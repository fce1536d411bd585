use std::collections::{BTreeSet, HashMap};
use std::sync::Arc;

use serde::{Deserialize, Serialize};
use tracing::{debug, info};

use super::{SemaphoreError, SemaphoreGroup, SemaphoreGroupConfig, SemaphoreHistoryStore};
use crate::consumer::ConsumerStore;

/// A ticket as seen by group membership: who holds it and what tier it is.
#[derive(Debug, Clone, PartialEq, Eq)]
pub struct MemberCandidate {
    pub email: String,
    pub event_id: String,
    pub product_id: String,
}

/// Result of recomputing one group.
#[derive(Debug, Clone, PartialEq, Eq, Serialize)]
pub struct GroupUpdate {
    pub group_id: String,
    pub root: String,
    pub member_count: usize,
    /// A new history entry was appended.
    pub changed: bool,
}

#[derive(Debug, Clone, PartialEq, Eq, Serialize, Deserialize)]
pub struct SemaphoreGroupInfo {
    pub group_id: String,
    pub name: String,
}

/// Computes and records the configured groups of one pipeline.
pub struct SemaphoreGroupProvider {
    pipeline_id: String,
    groups: Vec<SemaphoreGroupConfig>,
    consumers: Arc<dyn ConsumerStore>,
    history: Arc<dyn SemaphoreHistoryStore>,
}

impl SemaphoreGroupProvider {
    pub fn new(
        pipeline_id: impl Into<String>,
        groups: Vec<SemaphoreGroupConfig>,
        consumers: Arc<dyn ConsumerStore>,
        history: Arc<dyn SemaphoreHistoryStore>,
    ) -> Self {
        Self {
            pipeline_id: pipeline_id.into(),
            groups,
            consumers,
            history,
        }
    }

    /// Drop history for groups that are no longer configured.
    pub fn start(&self) -> Result<u64, SemaphoreError> {
        let mut deleted = 0;
        for group_id in self.history.group_ids(&self.pipeline_id)? {
            if !self.has_group(&group_id) {
                deleted += self.history.delete_group(&self.pipeline_id, &group_id)?;
                info!(
                    pipeline_id = %self.pipeline_id,
                    group_id = %group_id,
                    "removed history of unconfigured semaphore group"
                );
            }
        }
        Ok(deleted)
    }

    /// Recompute every group from the candidates and the consumer ledger,
    /// appending history for groups whose root moved.
    pub fn update(&self, candidates: &[MemberCandidate]) -> Result<Vec<GroupUpdate>, SemaphoreError> {
        if self.groups.is_empty() {
            return Ok(Vec::new());
        }

        let emails: Vec<String> = candidates
            .iter()
            .map(|c| c.email.to_lowercase())
            .filter(|e| !e.is_empty())
            .collect::<BTreeSet<_>>()
            .into_iter()
            .collect();

        let commitments: HashMap<String, String> = self
            .consumers
            .load_by_emails(&self.pipeline_id, &emails)?
            .into_iter()
            .map(|record| (record.email, record.commitment))
            .collect();

        let mut updates = Vec::with_capacity(self.groups.len());
        for config in &self.groups {
            let members = candidates
                .iter()
                .filter(|c| config.admits(&c.event_id, &c.product_id))
                .filter_map(|c| commitments.get(&c.email.to_lowercase()).cloned());
            let group = SemaphoreGroup::new(&config.group_id, &config.name, members);
            let changed = self.history.record_if_changed(&self.pipeline_id, &group)?;

            debug!(
                pipeline_id = %self.pipeline_id,
                group_id = %group.id,
                members = group.members.len(),
                changed,
                "semaphore group recomputed"
            );

            updates.push(GroupUpdate {
                group_id: group.id.clone(),
                root: group.root.clone(),
                member_count: group.members.len(),
                changed,
            });
        }

        Ok(updates)
    }

    pub fn latest_group(&self, group_id: &str) -> Result<Option<SemaphoreGroup>, SemaphoreError> {
        if !self.has_group(group_id) {
            return Ok(None);
        }
        Ok(self
            .history
            .latest(&self.pipeline_id, group_id)?
            .map(|entry| entry.snapshot))
    }

    pub fn group_by_root(
        &self,
        group_id: &str,
        root: &str,
    ) -> Result<Option<SemaphoreGroup>, SemaphoreError> {
        if !self.has_group(group_id) {
            return Ok(None);
        }
        self.history.get_by_root(&self.pipeline_id, group_id, root)
    }

    pub fn latest_root(&self, group_id: &str) -> Result<Option<String>, SemaphoreError> {
        if !self.has_group(group_id) {
            return Ok(None);
        }
        self.history.latest_root(&self.pipeline_id, group_id)
    }

    pub fn supported_groups(&self) -> Vec<SemaphoreGroupInfo> {
        self.groups
            .iter()
            .map(|g| SemaphoreGroupInfo {
                group_id: g.group_id.clone(),
                name: g.name.clone(),
            })
            .collect()
    }

    fn has_group(&self, group_id: &str) -> bool {
        self.groups.iter().any(|g| g.group_id == group_id)
    }
}
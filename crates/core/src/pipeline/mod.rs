//! Pipeline definitions and running pipeline instances.
//!
//! A definition is validated and stored by the scheduler; an instance is built
//! from it with [`TicketPipeline::new`] and owns loading from the backend, the
//! feed, and check-ins.

mod backend;
mod definition;
mod definition_store;
mod issuance;
mod ticket_pipeline;
mod types;

pub use backend::*;
pub use definition::*;
pub use definition_store::{DefinitionStore, SqliteDefinitionStore};
pub use issuance::*;
pub use ticket_pipeline::{TicketPipeline, PAUSED_MESSAGE};
pub use types::*;

use std::sync::Arc;

use crate::checkin::CheckinStore;
use crate::clock::Clock;
use crate::consumer::ConsumerStore;
use crate::credential::CredentialVerifier;
use crate::offline::OfflineCheckinStore;
use crate::semaphore::SemaphoreHistoryStore;

/// Shared collaborators handed to every pipeline instance.
#[derive(Clone)]
pub struct PipelineDeps {
    pub checkins: Arc<dyn CheckinStore>,
    pub offline: Arc<dyn OfflineCheckinStore>,
    pub consumers: Arc<dyn ConsumerStore>,
    pub semaphore_history: Arc<dyn SemaphoreHistoryStore>,
    pub issuer: Arc<TicketIssuer>,
    pub verifier: Arc<CredentialVerifier>,
    pub backends: BackendRegistry,
    pub clock: Arc<dyn Clock>,
}
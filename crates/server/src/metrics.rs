//! Prometheus metrics for observability.
//!
//! This module provides metrics for monitoring the gatehouse server:
//! - HTTP request metrics (latency, counts, errors)
//! - Authentication failures on the operator surface
//! - Pipeline slot states (collected dynamically)
//!
//! Pipeline, check-in, credential and cache metrics live in
//! `gatehouse_core::metrics` and are registered here as well.

use once_cell::sync::Lazy;
use prometheus::{
    self, Encoder, HistogramOpts, HistogramVec, IntCounterVec, IntGauge, IntGaugeVec, Opts,
    Registry, TextEncoder,
};
use regex_lite::Regex;

use gatehouse_core::SlotState;

/// Global metrics registry.
pub static REGISTRY: Lazy<Registry> = Lazy::new(|| {
    let registry = Registry::new();
    register_metrics(&registry);
    registry
});

// =============================================================================
// HTTP Request Metrics
// =============================================================================

/// HTTP request duration in seconds.
pub static HTTP_REQUEST_DURATION: Lazy<HistogramVec> = Lazy::new(|| {
    HistogramVec::new(
        HistogramOpts::new(
            "gatehouse_http_request_duration_seconds",
            "HTTP request duration in seconds",
        )
        .buckets(vec![
            0.001, 0.005, 0.01, 0.025, 0.05, 0.1, 0.25, 0.5, 1.0, 2.5, 5.0, 10.0,
        ]),
        &["method", "path", "status"],
    )
    .unwrap()
});

/// HTTP requests total count.
pub static HTTP_REQUESTS_TOTAL: Lazy<IntCounterVec> = Lazy::new(|| {
    IntCounterVec::new(
        Opts::new("gatehouse_http_requests_total", "Total HTTP requests"),
        &["method", "path", "status"],
    )
    .unwrap()
});

/// HTTP requests currently in flight.
pub static HTTP_REQUESTS_IN_FLIGHT: Lazy<IntGauge> = Lazy::new(|| {
    IntGauge::new(
        "gatehouse_http_requests_in_flight",
        "Number of HTTP requests currently being processed",
    )
    .unwrap()
});

/// Authentication failures.
pub static AUTH_FAILURES_TOTAL: Lazy<IntCounterVec> = Lazy::new(|| {
    IntCounterVec::new(
        Opts::new(
            "gatehouse_auth_failures_total",
            "Total authentication failures",
        ),
        &["reason"],
    )
    .unwrap()
});

// =============================================================================
// Pipeline Metrics (collected dynamically)
// =============================================================================

/// Pipeline slots by state.
pub static PIPELINE_SLOTS: Lazy<IntGaugeVec> = Lazy::new(|| {
    IntGaugeVec::new(
        Opts::new("gatehouse_pipeline_slots", "Pipeline slots by state"),
        &["state"],
    )
    .unwrap()
});

/// Tickets currently loaded across running pipelines.
pub static TICKETS_LOADED: Lazy<IntGauge> = Lazy::new(|| {
    IntGauge::new(
        "gatehouse_tickets_loaded",
        "Tickets currently loaded across running pipelines",
    )
    .unwrap()
});

// =============================================================================
// Registration
// =============================================================================

fn register_metrics(registry: &Registry) {
    // HTTP
    registry
        .register(Box::new(HTTP_REQUEST_DURATION.clone()))
        .unwrap();
    registry
        .register(Box::new(HTTP_REQUESTS_TOTAL.clone()))
        .unwrap();
    registry
        .register(Box::new(HTTP_REQUESTS_IN_FLIGHT.clone()))
        .unwrap();
    registry
        .register(Box::new(AUTH_FAILURES_TOTAL.clone()))
        .unwrap();

    // Pipelines
    registry.register(Box::new(PIPELINE_SLOTS.clone())).unwrap();
    registry.register(Box::new(TICKETS_LOADED.clone())).unwrap();

    // Core metrics (loads, check-ins, credentials, cache)
    for metric in gatehouse_core::metrics::all_metrics() {
        registry.register(metric).unwrap();
    }
}

/// Encode all metrics as Prometheus text format.
pub fn encode_metrics() -> String {
    let encoder = TextEncoder::new();
    let metric_families = REGISTRY.gather();
    let mut buffer = Vec::new();
    if let Err(e) = encoder.encode(&metric_families, &mut buffer) {
        tracing::error!(error = %e, "Failed to encode metrics");
    }
    String::from_utf8(buffer).unwrap_or_default()
}

const SLOT_STATES: [(SlotState, &str); 6] = [
    (SlotState::Stopped, "stopped"),
    (SlotState::Starting, "starting"),
    (SlotState::Running, "running"),
    (SlotState::Reloading, "reloading"),
    (SlotState::Stopping, "stopping"),
    (SlotState::Failed, "failed"),
];

/// Collect dynamic metrics from current application state.
///
/// This is called before encoding metrics to update gauges with current
/// slot and instance values.
pub async fn collect_dynamic_metrics(state: &crate::state::AppState) {
    let scheduler = state.service().scheduler();

    let definitions = match scheduler.list_definitions() {
        Ok(definitions) => definitions,
        Err(e) => {
            tracing::warn!(error = %e, "Failed to list pipelines for metrics");
            return;
        }
    };

    let mut counts = [0i64; SLOT_STATES.len()];
    for definition in &definitions {
        if let Some(status) = scheduler.slot_status(&definition.id).await {
            if let Some(i) = SLOT_STATES.iter().position(|(s, _)| *s == status.state) {
                counts[i] += 1;
            }
        }
    }
    for ((_, label), count) in SLOT_STATES.iter().zip(counts) {
        PIPELINE_SLOTS.with_label_values(&[label]).set(count);
    }

    let mut loaded = 0usize;
    for instance in scheduler.get_all_instances().await {
        loaded += instance.tickets().await.len();
    }
    TICKETS_LOADED.set(loaded as i64);
}

static UUID_PATTERN: Lazy<Regex> = Lazy::new(|| {
    Regex::new(r"[0-9a-fA-F]{8}-[0-9a-fA-F]{4}-[0-9a-fA-F]{4}-[0-9a-fA-F]{4}-[0-9a-fA-F]{12}")
        .unwrap()
});
static ROOT_PATTERN: Lazy<Regex> = Lazy::new(|| Regex::new(r"[0-9a-fA-F]{64}").unwrap());
static NUMERIC_PATTERN: Lazy<Regex> = Lazy::new(|| Regex::new(r"/\d+(/|$)").unwrap());

/// Normalize a path for metric labels (replace IDs with placeholders).
pub fn normalize_path(path: &str) -> String {
    let result = UUID_PATTERN.replace_all(path, "{id}");
    let result = ROOT_PATTERN.replace_all(&result, "{root}");
    let result = NUMERIC_PATTERN.replace_all(&result, "/{id}$1");
    result.to_string()
}

#[cfg(test)]
mod tests {
    use super::*;

    #[test]
    fn test_normalize_path_uuid() {
        let path = "/api/v1/pipelines/550e8400-e29b-41d4-a716-446655440000/info";
        assert_eq!(normalize_path(path), "/api/v1/pipelines/{id}/info");
    }

    #[test]
    fn test_normalize_path_root() {
        let root = "ab".repeat(32);
        let path = format!("/api/v1/semaphore/p/g/{}", root);
        assert_eq!(normalize_path(&path), "/api/v1/semaphore/p/g/{root}");
    }

    #[test]
    fn test_normalize_path_numeric_middle() {
        let path = "/api/v1/pipelines/42/offline/7";
        assert_eq!(normalize_path(path), "/api/v1/pipelines/{id}/offline/{id}");
    }

    #[test]
    fn test_normalize_path_no_ids() {
        let path = "/api/v1/health";
        assert_eq!(normalize_path(path), "/api/v1/health");
    }

    #[test]
    fn test_encode_metrics_returns_prometheus_format() {
        HTTP_REQUESTS_TOTAL
            .with_label_values(&["GET", "/test", "200"])
            .inc();
        PIPELINE_SLOTS.with_label_values(&["running"]).set(0);

        let output = encode_metrics();
        assert!(output.contains("gatehouse_http_requests_total"));
        assert!(output.contains("gatehouse_pipeline_slots"));
        assert!(output.contains("# HELP"));
        assert!(output.contains("# TYPE"));
    }
}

####

Starting at the line that has "for group_id in" in the records above, restate word for word every line until the one that has "whose root moved.", and include that one as well.

Solved problem:
        for group_id in self.history.group_ids(&self.pipeline_id)? {
            if !self.has_group(&group_id) {
                deleted += self.history.delete_group(&self.pipeline_id, &group_id)?;
                info!(
                    pipeline_id = %self.pipeline_id,
                    group_id = %group_id,
                    "removed history of unconfigured semaphore group"
                );
            }
        }
        Ok(deleted)
    }

    /// Recompute every group from the candidates and the consumer ledger,
    /// appending history for groups whose root moved.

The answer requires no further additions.